Tell me not, in mournful numbers, Life is but an empty dream! For the soul is dead that slumbers, And things are not what they seem>

Henry Wadsworth Longfellow

Most of us fail to capture the beauty of life either because we are blind to all that is good and beautiful or because we are looking for it in the wrong places. We seek it in the works of our own hands. But it is there before us quite independent of our own initiative. It sounds loudly, but we will not hear if because we are distracted by so many inconsequential things.

Life is for living. It is not for dreamers and those who would shun reality. Life is for those who seek to fashion their existence, respect the world in which the live, and ,in whatever condition they may be, seek to obtain the best out of their lives. In 'As You Like It' ,William Shakespeare wrote:

Sweet are the uses of adversity, Which like the toad, ugly and venomous, Wears yet a precious jewel in his head.
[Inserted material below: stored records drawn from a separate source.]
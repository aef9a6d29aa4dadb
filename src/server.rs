//! HTTP surface serving the rendered dashboard.
//!
//! Every `GET /` is a fresh page load: the document is fetched again, and the `status` and
//! `q` query parameters become the filter control values.

use std::sync::Arc;

use axum::{
    extract::{Query, State},
    http::header,
    response::{Html, IntoResponse},
    routing::get,
    Json, Router,
};
use tower::ServiceBuilder;
use tower_http::trace::TraceLayer;

use crate::dashboard::Dashboard;
use crate::page::{Control, Page};

#[derive(Debug, Clone)]
pub struct AppState {
    dashboard: Arc<Dashboard>,
    title: Arc<str>,
}

/// Filter control values carried in the query string.
#[derive(Debug, Default, PartialEq, Eq)]
pub struct FilterParams {
    pub status: Option<String>,
    pub q: Option<String>,
}

impl FilterParams {
    /// Collect the filter values from raw query pairs. A repeated key keeps its last value,
    /// the way a form control holds only one value; unknown keys are ignored.
    pub fn from_pairs(pairs: Vec<(String, String)>) -> Self {
        let mut params = Self::default();
        for (key, value) in pairs {
            match key.as_str() {
                "status" => params.status = Some(value),
                "q" => params.q = Some(value),
                _ => {}
            }
        }
        params
    }
}

pub fn create_router(dashboard: Dashboard, title: impl Into<String>) -> Router {
    let state = AppState {
        dashboard: Arc::new(dashboard),
        title: Arc::from(title.into()),
    };

    Router::new()
        .route("/", get(index))
        .route("/health", get(health))
        .layer(ServiceBuilder::new().layer(TraceLayer::new_for_http()))
        .with_state(state)
}

async fn index(
    State(state): State<AppState>,
    Query(pairs): Query<Vec<(String, String)>>,
) -> impl IntoResponse {
    let params = FilterParams::from_pairs(pairs);
    let mut page = Page::new(state.title.as_ref());
    if let Some(status) = params.status {
        page.status_filter = Some(Control::new(status));
    }
    if let Some(q) = params.q {
        page.query = Some(Control::new(q));
    }

    state.dashboard.start(&mut page).await;

    ([(header::CACHE_CONTROL, "no-store")], Html(page.to_html()))
}

async fn health() -> impl IntoResponse {
    Json(serde_json::json!({ "status": "ok" }))
}

#[cfg(test)]
mod tests {
    use super::*;

    fn pairs(items: &[(&str, &str)]) -> Vec<(String, String)> {
        items
            .iter()
            .map(|(k, v)| (k.to_string(), v.to_string()))
            .collect()
    }

    #[test]
    fn repeated_keys_keep_the_last_value() {
        let params = FilterParams::from_pairs(pairs(&[
            ("status", "done"),
            ("q", "a"),
            ("status", "todo"),
            ("q", "b"),
        ]));
        assert_eq!(params.status.as_deref(), Some("todo"));
        assert_eq!(params.q.as_deref(), Some("b"));
    }

    #[test]
    fn unknown_keys_are_ignored() {
        let params = FilterParams::from_pairs(pairs(&[("page", "2")]));
        assert_eq!(params, FilterParams::default());
    }
}
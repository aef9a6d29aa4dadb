//! Loader for the progress document.
//!
//! The document comes either from an HTTP(S) URL or from a local file path. HTTP requests
//! ask every cache along the way to stay out of it, so each load reflects the latest
//! contents.

use std::fmt;
use std::path::{Path, PathBuf};

use reqwest::header::{CACHE_CONTROL, PRAGMA};
use reqwest::{Client, StatusCode};
use thiserror::Error;

use crate::models::ProgressDocument;

/// Default location of the progress document, relative to the working directory.
pub const DEFAULT_SOURCE: &str = "./data/progress.json";

/// Load failures. All of them surface to the user as the same fallback text.
#[derive(Debug, Error)]
pub enum LoadError {
    #[error("HTTP request failed: {0}")]
    Http(#[from] reqwest::Error),

    #[error("Failed to load {url}: server responded {status}")]
    Status { status: StatusCode, url: String },

    #[error("Failed to read {}: {source}", .path.display())]
    Io {
        path: PathBuf,
        #[source]
        source: std::io::Error,
    },

    #[error("Invalid progress document: {0}")]
    Parse(#[from] serde_json::Error),
}

/// Where the progress document lives.
#[derive(Debug, Clone, PartialEq, Eq)]
pub enum Source {
    Url(String),
    File(PathBuf),
}

impl Source {
    /// `http://` and `https://` are URLs; anything else is a file path.
    pub fn parse(raw: &str) -> Self {
        let raw = raw.trim();
        let lower = raw.to_ascii_lowercase();
        if lower.starts_with("http://") || lower.starts_with("https://") {
            Self::Url(raw.to_string())
        } else {
            Self::File(PathBuf::from(raw))
        }
    }
}

impl Default for Source {
    fn default() -> Self {
        Self::File(PathBuf::from(DEFAULT_SOURCE))
    }
}

impl fmt::Display for Source {
    fn fmt(&self, f: &mut fmt::Formatter<'_>) -> fmt::Result {
        match self {
            Self::Url(url) => f.write_str(url),
            Self::File(path) => write!(f, "{}", path.display()),
        }
    }
}

/// Fetches progress documents.
#[derive(Debug, Clone, Default)]
pub struct ProgressClient {
    client: Client,
}

impl ProgressClient {
    pub fn new() -> Self {
        Self::default()
    }

    /// Use a preconfigured HTTP client (timeouts, proxies, TLS).
    pub fn with_client(client: Client) -> Self {
        Self { client }
    }

    /// Load and parse the document from `source`.
    pub async fn load(&self, source: &Source) -> Result<ProgressDocument, LoadError> {
        let bytes = match source {
            Source::Url(url) => self.fetch(url).await?,
            Source::File(path) => read_file(path).await?,
        };
        let doc = ProgressDocument::from_json(&bytes)?;
        tracing::debug!(
            source = %source,
            status_rows = doc.status_rows.len(),
            agents = doc.agents.len(),
            activity = doc.activity.len(),
            "Loaded progress document"
        );
        Ok(doc)
    }

    async fn fetch(&self, url: &str) -> Result<Vec<u8>, LoadError> {
        let response = self
            .client
            .get(url)
            .header(CACHE_CONTROL, "no-store")
            .header(PRAGMA, "no-cache")
            .send()
            .await?;

        let status = response.status();
        if !status.is_success() {
            return Err(LoadError::Status {
                status,
                url: url.to_string(),
            });
        }
        Ok(response.bytes().await?.to_vec())
    }
}

async fn read_file(path: &Path) -> Result<Vec<u8>, LoadError> {
    tokio::fs::read(path).await.map_err(|source| LoadError::Io {
        path: path.to_path_buf(),
        source,
    })
}

#[cfg(test)]
mod tests {
    use super::*;

    #[test]
    fn parse_source_kinds() {
        assert_eq!(
            Source::parse("https://example.com/progress.json"),
            Source::Url("https://example.com/progress.json".to_string())
        );
        assert_eq!(
            Source::parse("HTTP://localhost:8080/p.json"),
            Source::Url("HTTP://localhost:8080/p.json".to_string())
        );
        assert_eq!(
            Source::parse(" ./data/progress.json "),
            Source::File(PathBuf::from("./data/progress.json"))
        );
        assert_eq!(Source::default(), Source::parse(DEFAULT_SOURCE));
    }

    #[test]
    fn missing_file_is_an_io_error() {
        let client = ProgressClient::new();
        let source = Source::File(PathBuf::from("/definitely/not/here/progress.json"));
        let result = tokio_test::block_on(client.load(&source));
        assert!(matches!(result, Err(LoadError::Io { .. })));
    }

    #[test]
    fn status_error_names_the_url() {
        let err = LoadError::Status {
            status: StatusCode::NOT_FOUND,
            url: "http://localhost/p.json".to_string(),
        };
        assert_eq!(
            err.to_string(),
            "Failed to load http://localhost/p.json: server responded 404 Not Found"
        );
    }
}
And this our life, exempt from public haunt, Finds tongues in trees, books in the running brooks, Sermons in stones and good in everything> .
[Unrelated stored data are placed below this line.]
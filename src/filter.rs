//! Row filtering by status and free-text query.
//!
//! The controller holds no state between events. Each event writes the control value and
//! then re-reads both controls from the page. It then re-evaluates every rendered row
//! synchronously. Rows are only shown or hidden, never removed.

use crate::models::RowStatus;
use crate::page::{Page, StatusTableBody, TableRow, ALL_STATUSES};

/// Status filter selection.
#[derive(Debug, Clone, Default, PartialEq, Eq)]
pub enum StatusFilter {
    #[default]
    All,
    Only(RowStatus),
    /// A value outside the known statuses; it matches no row.
    Unknown(String),
}

impl StatusFilter {
    /// Parse a control value. Empty means `all`.
    pub fn parse(raw: &str) -> Self {
        let raw = raw.trim();
        if raw.is_empty() || raw == ALL_STATUSES {
            return Self::All;
        }
        match RowStatus::from_str(raw) {
            Some(status) => Self::Only(status),
            None => Self::Unknown(raw.to_string()),
        }
    }

    pub fn as_str(&self) -> &str {
        match self {
            Self::All => ALL_STATUSES,
            Self::Only(status) => status.as_str(),
            Self::Unknown(raw) => raw,
        }
    }

    pub fn matches(&self, status: RowStatus) -> bool {
        match self {
            Self::All => true,
            Self::Only(wanted) => *wanted == status,
            Self::Unknown(_) => false,
        }
    }
}

/// The two filter inputs, captured fresh for one evaluation.
#[derive(Debug, Clone, Default, PartialEq, Eq)]
pub struct FilterController {
    status: StatusFilter,
    query: String,
}

impl FilterController {
    pub fn new(status: &str, query: &str) -> Self {
        Self {
            status: StatusFilter::parse(status),
            query: query.trim().to_lowercase(),
        }
    }

    /// Read both inputs from the page controls. Absent controls act as "show all".
    pub fn read(page: &Page) -> Self {
        let status = page.status_filter.as_ref().map_or("", |c| c.value());
        let query = page.query.as_ref().map_or("", |c| c.value());
        Self::new(status, query)
    }

    pub fn status(&self) -> &StatusFilter {
        &self.status
    }

    /// Normalized (trimmed, lowercased) query.
    pub fn query(&self) -> &str {
        &self.query
    }

    pub fn is_visible(&self, row: &TableRow) -> bool {
        let status_ok = self.status.matches(row.status());
        let query_ok =
            self.query.is_empty() || row.text_content().to_lowercase().contains(&self.query);
        status_ok && query_ok
    }

    /// Toggle every row's visibility and return how many remain visible.
    pub fn apply(&self, body: &mut StatusTableBody) -> usize {
        let mut visible = 0;
        for row in body.rows_mut() {
            let show = self.is_visible(row);
            row.set_visible(show);
            if show {
                visible += 1;
            }
        }
        visible
    }
}

/// Re-evaluate the filter over the page's status table, if it has one.
pub fn refresh(page: &mut Page) -> usize {
    let controller = FilterController::read(page);
    let Some(body) = page.status_table.as_mut() else {
        return 0;
    };
    let visible = controller.apply(body);
    tracing::debug!(
        status = controller.status().as_str(),
        query = controller.query(),
        visible,
        "Applied status table filter"
    );
    visible
}

/// Selection change on the status control. `None` when the page has no such control.
pub fn on_status_change(page: &mut Page, value: &str) -> Option<usize> {
    page.status_filter.as_mut()?.set_value(value);
    Some(refresh(page))
}

/// Input on the query control. `None` when the page has no such control.
pub fn on_query_input(page: &mut Page, value: &str) -> Option<usize> {
    page.query.as_mut()?.set_value(value);
    Some(refresh(page))
}

#[cfg(test)]
mod tests {
    use super::*;
    use crate::models::StatusRow;
    use crate::render::render_status_table;

    fn page_with_rows(rows: &[(&str, RowStatus)]) -> Page {
        let rows: Vec<StatusRow> = rows
            .iter()
            .map(|(area, status)| StatusRow {
                area: area.to_string(),
                status: *status,
                ..StatusRow::default()
            })
            .collect();
        let mut page = Page::new("Board");
        render_status_table(&rows, page.status_table.as_mut());
        page
    }

    fn visible_areas(page: &Page) -> Vec<String> {
        page.status_table
            .as_ref()
            .map(|b| {
                b.visible_rows()
                    .map(|r| r.text_content().lines().next().unwrap_or("").to_string())
                    .collect()
            })
            .unwrap_or_default()
    }

    #[test]
    fn parse_status_filter() {
        assert_eq!(StatusFilter::parse(""), StatusFilter::All);
        assert_eq!(StatusFilter::parse("all"), StatusFilter::All);
        assert_eq!(StatusFilter::parse("done"), StatusFilter::Only(RowStatus::Done));
        assert_eq!(
            StatusFilter::parse("someday"),
            StatusFilter::Unknown("someday".to_string())
        );
    }

    #[test]
    fn status_filter_shows_only_matching_rows() {
        let mut page = page_with_rows(&[("X", RowStatus::Done), ("Y", RowStatus::Todo)]);
        assert_eq!(on_status_change(&mut page, "done"), Some(1));
        assert_eq!(visible_areas(&page), vec!["X"]);
    }

    #[test]
    fn query_is_case_insensitive() {
        let mut page = page_with_rows(&[("X", RowStatus::Done), ("Y", RowStatus::Todo)]);
        assert_eq!(on_query_input(&mut page, "y"), Some(1));
        assert_eq!(visible_areas(&page), vec!["Y"]);
    }

    #[test]
    fn query_is_trimmed_and_matches_badge_label() {
        let mut page = page_with_rows(&[("X", RowStatus::Blocked), ("Y", RowStatus::Todo)]);
        on_query_input(&mut page, "  卡住 ");
        assert_eq!(visible_areas(&page), vec!["X"]);
    }

    #[test]
    fn both_predicates_must_hold() {
        let mut page = page_with_rows(&[
            ("Alpha", RowStatus::Done),
            ("Beta", RowStatus::Done),
            ("alpine", RowStatus::Todo),
        ]);
        on_status_change(&mut page, "done");
        on_query_input(&mut page, "AL");
        assert_eq!(visible_areas(&page), vec!["Alpha"]);

        on_status_change(&mut page, "all");
        assert_eq!(visible_areas(&page), vec!["Alpha", "alpine"]);
    }

    #[test]
    fn unknown_status_hides_everything() {
        let mut page = page_with_rows(&[("X", RowStatus::Done)]);
        assert_eq!(on_status_change(&mut page, "archived"), Some(0));
    }

    #[test]
    fn clearing_filters_shows_all_rows_again() {
        let mut page = page_with_rows(&[("X", RowStatus::Done), ("Y", RowStatus::Todo)]);
        on_status_change(&mut page, "todo");
        on_query_input(&mut page, "zzz");
        assert!(visible_areas(&page).is_empty());

        on_query_input(&mut page, "");
        on_status_change(&mut page, "all");
        assert_eq!(visible_areas(&page), vec!["X", "Y"]);
        assert_eq!(page.status_table.as_ref().map(|b| b.rows().len()), Some(2));
    }

    #[test]
    fn missing_controls_do_not_fire() {
        let mut page = page_with_rows(&[("X", RowStatus::Done)]);
        page.status_filter = None;
        page.query = None;
        assert_eq!(on_status_change(&mut page, "todo"), None);
        assert_eq!(on_query_input(&mut page, "nope"), None);
        assert_eq!(refresh(&mut page), 1);
    }

    #[test]
    fn missing_table_is_a_no_op() {
        let mut page = Page::new("Board");
        page.status_table = None;
        assert_eq!(on_status_change(&mut page, "done"), Some(0));
    }
}
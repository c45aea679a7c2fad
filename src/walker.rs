//! The walk engine.
//!
//! Descends a record's data tree and its schema in lockstep, one path step
//! at a time. Object steps move through declared properties, map steps
//! through open keyed collections, array steps select items by rendered
//! composite key. When descent arrives at a scalar whose spec carries
//! `contentMediaType: inventory/<T>`, the scalar's string value is itself a
//! path into a record of type `<T>`: the walker splices any remaining steps
//! onto it and recurses, depth-first, before anything else on the enclosing
//! path is considered.
//!
//! Value descent and schema descent are independent: a missing map key
//! yields null for the value while the spec keeps descending, so schema
//! views stay available over absent data.

use serde_json::{Map, Value};
use tracing::{debug, warn};

use crate::connection::Connection;
use crate::error::WalkError;
use crate::path::{PathExpr, Step, Suffix};
use crate::schema::{
    json_type_name, key_template, reference_type, render_key, spec_kind, spec_properties,
    KeyRenderError, SchemaDoc, SpecKind, KEY_ITEMS,
};

/// Maximum cross-record dereference depth before a walk is aborted.
///
/// Bounds runaway recursion through malformed or adversarial reference
/// chains. This is the only cycle guard: intra-schema `$ref` resolution is
/// a single non-recursive substitution and needs none.
pub const MAX_REF_DEPTH: usize = 32;

/// Resolve a path expression against a record store.
///
/// Lexes the path, fetches the root record and schema through the
/// connection, consumes the steps, and renders the terminal suffix view.
///
/// # Errors
///
/// See [`WalkError`] for the taxonomy; every failure carries the offending
/// path. Missing map keys are not failures - they yield `Value::Null`.
pub fn walk<C: Connection + ?Sized>(conn: &C, path: &str) -> Result<Value, WalkError> {
    walk_depth(conn, path, 0)
}

fn walk_depth<C: Connection + ?Sized>(
    conn: &C,
    path: &str,
    depth: usize,
) -> Result<Value, WalkError> {
    if depth > MAX_REF_DEPTH {
        return Err(WalkError::RefCycleExceeded {
            path: path.to_string(),
            limit: MAX_REF_DEPTH,
        });
    }
    debug!(path, depth, "walk");

    let expr = PathExpr::parse(path)?;
    let doc = conn
        .get_schema(&expr.record_type)
        .map_err(|e| e.at_path(path))?;
    let record = conn
        .get_record(&expr.record_type, &expr.record_id)
        .map_err(|e| e.at_path(path))?;

    let mut spec: &Value = doc.root();
    let mut value: Option<&Value> = Some(&record.data);

    for (pos, step) in expr.steps.iter().enumerate() {
        let eff = doc.resolve_ref(spec).map_err(|e| e.at_path(path))?;
        let kind = spec_kind(eff).map_err(|e| e.at_path(path))?;

        if kind.is_scalar() {
            if reference_type(eff).is_some() {
                match value {
                    Some(link) => {
                        return deref(
                            conn,
                            path,
                            eff,
                            link,
                            &expr.steps[pos..],
                            expr.suffix,
                            depth,
                        );
                    }
                    // Nil link: remaining steps yield nil; the suffix still
                    // renders against the reference spec.
                    None => break,
                }
            }
            return Err(WalkError::BadPath {
                path: path.to_string(),
                message: format!("step [{}] descends into a scalar", step.attribute),
            });
        }

        let (child_spec, child_value) = match kind {
            SpecKind::Object => {
                let child_spec = spec_properties(eff)
                    .and_then(|props| props.get(&step.attribute))
                    .ok_or_else(|| WalkError::UnknownAttribute {
                        path: path.to_string(),
                        attribute: step.attribute.clone(),
                    })?;
                (child_spec, member(value, &step.attribute, path)?)
            }
            SpecKind::Map => {
                let child_spec = eff.get(KEY_ITEMS).ok_or_else(|| WalkError::BadSchema {
                    path: path.to_string(),
                    message: "map spec missing items".into(),
                })?;
                (child_spec, member(value, &step.attribute, path)?)
            }
            SpecKind::Array => {
                return Err(WalkError::BadPath {
                    path: path.to_string(),
                    message: format!(
                        "cannot step into array items by name [{}]; index the array first",
                        step.attribute
                    ),
                });
            }
            _ => unreachable!("scalars are handled above"),
        };

        if let Some(idx) = &step.index {
            let child_eff = doc.resolve_ref(child_spec).map_err(|e| e.at_path(path))?;
            if spec_kind(child_eff).map_err(|e| e.at_path(path))? != SpecKind::Array {
                return Err(WalkError::BadPath {
                    path: path.to_string(),
                    message: format!("index [{idx}] on non-array attribute [{}]", step.attribute),
                });
            }
            let items = child_eff.get(KEY_ITEMS).ok_or_else(|| WalkError::BadSchema {
                path: path.to_string(),
                message: format!("array [{}] spec missing items", step.attribute),
            })?;
            let item_eff = doc.resolve_ref(items).map_err(|e| e.at_path(path))?;
            let template = key_template(item_eff).ok_or_else(|| WalkError::BadSchema {
                path: path.to_string(),
                message: format!("array [{}] items declare no key template", step.attribute),
            })?;

            let elem = match child_value {
                Some(Value::Array(arr)) => select_by_key(arr, template, idx, path)?,
                Some(Value::Null) | None => None,
                Some(other) => {
                    return Err(WalkError::InternalInconsistency {
                        path: path.to_string(),
                        message: format!(
                            "attribute [{}] should hold an array, got {}",
                            step.attribute,
                            json_type_name(other)
                        ),
                    });
                }
            };
            spec = items;
            value = elem;
        } else {
            spec = child_spec;
            value = child_value;
        }

        // A nil value with steps remaining short-circuits to nil. Schema
        // views keep descending: spec descent is value-independent.
        if value.is_none() && pos + 1 < expr.steps.len() && expr.suffix != Suffix::Schema {
            return Ok(Value::Null);
        }
    }

    render_terminal(conn, path, &doc, spec, value, expr.suffix, depth)
}

/// Look up an attribute in the current value, tolerating absent data.
///
/// Explicit nulls normalize to absent so downstream handling is uniform.
fn member<'a>(
    value: Option<&'a Value>,
    attribute: &str,
    path: &str,
) -> Result<Option<&'a Value>, WalkError> {
    match value {
        Some(Value::Object(map)) => Ok(map.get(attribute).filter(|v| !v.is_null())),
        Some(Value::Null) | None => Ok(None),
        Some(other) => Err(WalkError::InternalInconsistency {
            path: path.to_string(),
            message: format!(
                "attribute [{attribute}] lookup on a non-object ({})",
                json_type_name(other)
            ),
        }),
    }
}

/// Find the unique array item whose rendered composite key matches.
fn select_by_key<'a>(
    arr: &'a [Value],
    template: &str,
    key: &str,
    path: &str,
) -> Result<Option<&'a Value>, WalkError> {
    let mut found = None;
    let mut count = 0usize;
    for item in arr {
        let rendered = render_key(template, item).map_err(|e| key_error(e, path))?;
        if rendered == key {
            found = Some(item);
            count += 1;
        }
    }
    if count > 1 {
        return Err(WalkError::AmbiguousKey {
            path: path.to_string(),
            key: key.to_string(),
            count,
        });
    }
    Ok(found)
}
//! The capability bundle the walker consumes.

use crate::error::WalkError;
use crate::record::Record;
use crate::schema::SchemaDoc;

/// Storage capabilities supplied by the host.
///
/// Both operations are synchronous; they are the only points where a walk
/// may block on I/O. The walker calls them freely and never caches - a
/// host desiring caching supplies a caching implementation. Schema
/// documents and records handed out here are treated as immutable for the
/// duration of a walk.
pub trait Connection {
    /// Fetch the schema governing a record type.
    ///
    /// # Errors
    ///
    /// Returns `WalkError::NotFound` for an unknown type.
    fn get_schema(&self, record_type: &str) -> Result<SchemaDoc, WalkError>;

    /// Fetch a record by type and id.
    ///
    /// # Errors
    ///
    /// Returns `WalkError::NotFound` for an unknown type or id.
    fn get_record(&self, record_type: &str, id: &str) -> Result<Record, WalkError>;
}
There is beauty in nature. Unfortunately, we often fail to discern this. But we ought to seek beauty not only in the things around us but above all in people, many of whom we might tend marginalize or write off as unworthy of any sort of regard or respect.

We need to behold the human person with a certain reverence. Recognition needs to be given to the one who stands before us as God's work of art, God's masterpiece. We insult God's creative act when we fail to honour those whom he has given us as our brothers and sisters. We are often charmed by, and drawn to, those who are powerful or have something to offer. Our heroes are those who are in the limelight, those who entertain the crowd, those who dazzle the masses. These are the people we idolize and revere.

Someone has said," The best time to watch a champion is when he is being whipped." My father died just eight months short of a hundred years. The best thing I ever witnessed of him occurred one day when I visited him at the Green Hill Retirement Home at Morne Daniel. When I arrived, he had left his room. He was walking alone holding on to the railings of the porch. He was virtually dragging himself along, crippled as he was by arthritis. Looking at me, he exclaimed with a smile, "I am showing my strength!"

Often there are people who have been apparently insignificant. We do not talk about them. We prefer to forget them. Yet these are the very people who teach us much about the beauty of life. In a very meaningful way, they have mastered the secret of human life.

Throughout the years, I have often thought of my former school-mate at the Dominica Grammar School, Ronnie Didier. We played soccer and cricket together. He was as active as any other student on the field of sport. But, above all, he was a brilliant actor. How can I forget his magnificent performance in the drama based on Charles Dickens' novel, 'A Tale Of Two Cities'? I reckon that he was one of the best actors I knew at the Dominica Grammar School.

But then he developed mental illness. While I was overseas, I heard that he was mentally challenged. When I performed my priestly ministry in Antigua from January 1966 to September 1969, he was a patient at the Psychiatric Unit. I would visit him. We would engage in conversation about the old days. But he usually said just a few words.

One day I paid him a visit. He had not taken his medication. He was completely silent. He uttered not a word. I was very saddened. When I told him goodbye, he took my hand and he kissed it. This was the only time he ever did that. I understood.

When I returned to Dominica, he was back home. I would visit him. Sometimes I met him in town. I was always happy to meet him. In his quiet simplicity, there was something charming about him. In spite of everything, he seemed to be quite at peace. I am very pleased to have known him. He has taught me much about the mystery of human life.